Minister of Health
- In office 13 October 1958 – 3 November 1958
- President: Carlos Ibáñez del Campo
- Preceded by: Ramón Santander
- Succeeded by: Eduardo Gomien
- In office 18 July 1957 – 15 September 1958
- President: Carlos Ibáñez del Campo
- Preceded by: Raúl Barrios Ortiz
- Succeeded by: Ramón Santander

Minister of Labor and Social Welfare
- In office 14 October 1957 – 28 October 1957
- President: Carlos Ibáñez del Campo
- Preceded by: Osvaldo Sainte Marie
- Succeeded by: Emilio González

Personal details
- Born: 1916 Ovalle, Chile
- Died: 1994 (aged 77–78) Santiago, Chile
- Spouse(s): Blanca Grove (div.) Leonor Saavedra
- Children: 2
- Parent(s): Edecio Torreblanca Corina Droguett
- Alma mater: University of Chile (B.Sc)
- Profession: Physician

= Jorge Torreblanca =

Chilean politician (1916-1994)

Jorge Edecio Torreblanca Droguett (1916–1994) was a Chilean physician, surgeon, and politician.

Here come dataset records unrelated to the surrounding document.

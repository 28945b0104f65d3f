//! Account endpoints: signup, activation, login and passwords

use axum::{extract::State, http::StatusCode, Json};
use serde::Serialize;
use utoipa::ToSchema;
use validator::Validate;

use crate::{
    error::AppResult,
    models::account::{
        AccountInfo, LoginRequest, PasswordChangeRequest, PasswordResetConfirm, PasswordResetRequest,
        SignupRequest, TokenRequest,
    },
    AppState,
};

use super::{AuthenticatedUser, MessageResponse};

#[derive(Serialize, ToSchema)]
pub struct LoginResponse {
    /// JWT bearer token
    pub token: String,
    pub token_type: String,
    pub account: AccountInfo,
}

/// Request an account for a gatekeeper
#[utoipa::path(
    post,
    path = "/account/signup",
    tag = "account",
    request_body = SignupRequest,
    responses(
        (status = 202, description = "If the details match a gatekeeper, an activation email is on its way", body = MessageResponse),
        (status = 400, description = "Invalid input")
    )
)]
pub async fn signup(
    State(state): State<AppState>,
    Json(request): Json<SignupRequest>,
) -> AppResult<(StatusCode, Json<MessageResponse>)> {
    request.validate()?;
    state.services.accounts.signup(&request).await?;
    Ok((
        StatusCode::ACCEPTED,
        Json(MessageResponse::new(
            "If these details belong to a gatekeeper, an activation email has been sent",
        )),
    ))
}

/// Activate an account from its emailed link
#[utoipa::path(
    post,
    path = "/account/activate",
    tag = "account",
    request_body = TokenRequest,
    responses(
        (status = 200, description = "Account activated", body = MessageResponse),
        (status = 400, description = "Invalid or expired link")
    )
)]
pub async fn activate(
    State(state): State<AppState>,
    Json(request): Json<TokenRequest>,
) -> AppResult<Json<MessageResponse>> {
    state.services.accounts.activate(&request.token).await?;
    Ok(Json(MessageResponse::new("Account activated")))
}

/// Log in with username and password
#[utoipa::path(
    post,
    path = "/account/login",
    tag = "account",
    request_body = LoginRequest,
    responses(
        (status = 200, description = "Logged in", body = LoginResponse),
        (status = 401, description = "Invalid username or password")
    )
)]
pub async fn login(
    State(state): State<AppState>,
    Json(request): Json<LoginRequest>,
) -> AppResult<Json<LoginResponse>> {
    let (token, account) = state.services.accounts.login(&request).await?;
    Ok(Json(LoginResponse {
        token,
        token_type: "Bearer".to_string(),
        account,
    }))
}

/// Current account
#[utoipa::path(
    get,
    path = "/account/me",
    tag = "account",
    security(("bearer_auth" = [])),
    responses(
        (status = 200, description = "Current account", body = AccountInfo),
        (status = 401, description = "Not authenticated")
    )
)]
pub async fn me(
    State(state): State<AppState>,
    AuthenticatedUser(claims): AuthenticatedUser,
) -> AppResult<Json<AccountInfo>> {
    let info = state.services.accounts.me(&claims).await?;
    Ok(Json(info))
}

/// Change the current account's password
#[utoipa::path(
    post,
    path = "/account/password",
    tag = "account",
    security(("bearer_auth" = [])),
    request_body = PasswordChangeRequest,
    responses(
        (status = 200, description = "Password changed", body = MessageResponse),
        (status = 401, description = "Current password is incorrect")
    )
)]
pub async fn change_password(
    State(state): State<AppState>,
    AuthenticatedUser(claims): AuthenticatedUser,
    Json(request): Json<PasswordChangeRequest>,
) -> AppResult<Json<MessageResponse>> {
    request.validate()?;
    state
        .services
        .accounts
        .change_password(claims.account_id, &request.current_password, &request.new_password)
        .await?;
    Ok(Json(MessageResponse::new("Password changed")))
}

/// Email a password reset link
#[utoipa::path(
    post,
    path = "/account/password-reset",
    tag = "account",
    request_body = PasswordResetRequest,
    responses(
        (status = 202, description = "If the address has an account, a reset email is on its way", body = MessageResponse)
    )
)]
pub async fn request_password_reset(
    State(state): State<AppState>,
    Json(request): Json<PasswordResetRequest>,
) -> AppResult<(StatusCode, Json<MessageResponse>)> {
    request.validate()?;
    state.services.accounts.request_password_reset(&request.email).await?;
    Ok((
        StatusCode::ACCEPTED,
        Json(MessageResponse::new(
            "If this address has an account, a password reset email has been sent",
        )),
    ))
}

/// Set a new password from a reset link
#[utoipa::path(
    post,
    path = "/account/password-reset/confirm",
    tag = "account",
    request_body = PasswordResetConfirm,
    responses(
        (status = 200, description = "Password reset", body = MessageResponse),
        (status = 400, description = "Invalid or expired link")
    )
)]
pub async fn confirm_password_reset(
    State(state): State<AppState>,
    Json(request): Json<PasswordResetConfirm>,
) -> AppResult<Json<MessageResponse>> {
    request.validate()?;
    state
        .services
        .accounts
        .confirm_password_reset(&request.token, &request.new_password)
        .await?;
    Ok(Json(MessageResponse::new("Password reset")))
}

He served as Minister of Public Health and Social Welfare from July 1957 to September 1958, and for a second time from October to November 1958, during the second government of President Carlos Ibáñez del Campo. He also concurrently served as Minister of Mining during the same administration.

== Family ==
He was born in 1916, the son of Corina Droguett Droguett and Edecio Torreblanca, a teacher, public official, and politician who was initially a member of the Radical Party and later the Liberal Party, and who served as an undersecretary and minister of state during the first government of Ibáñez.

He married twice. His first wife was Blanca Grove Valenzuela, with whom he had two daughters, Mónica de la Luz and Sonia de la Paz. He later married Leonor Saavedra Lehman, with whom he had no children.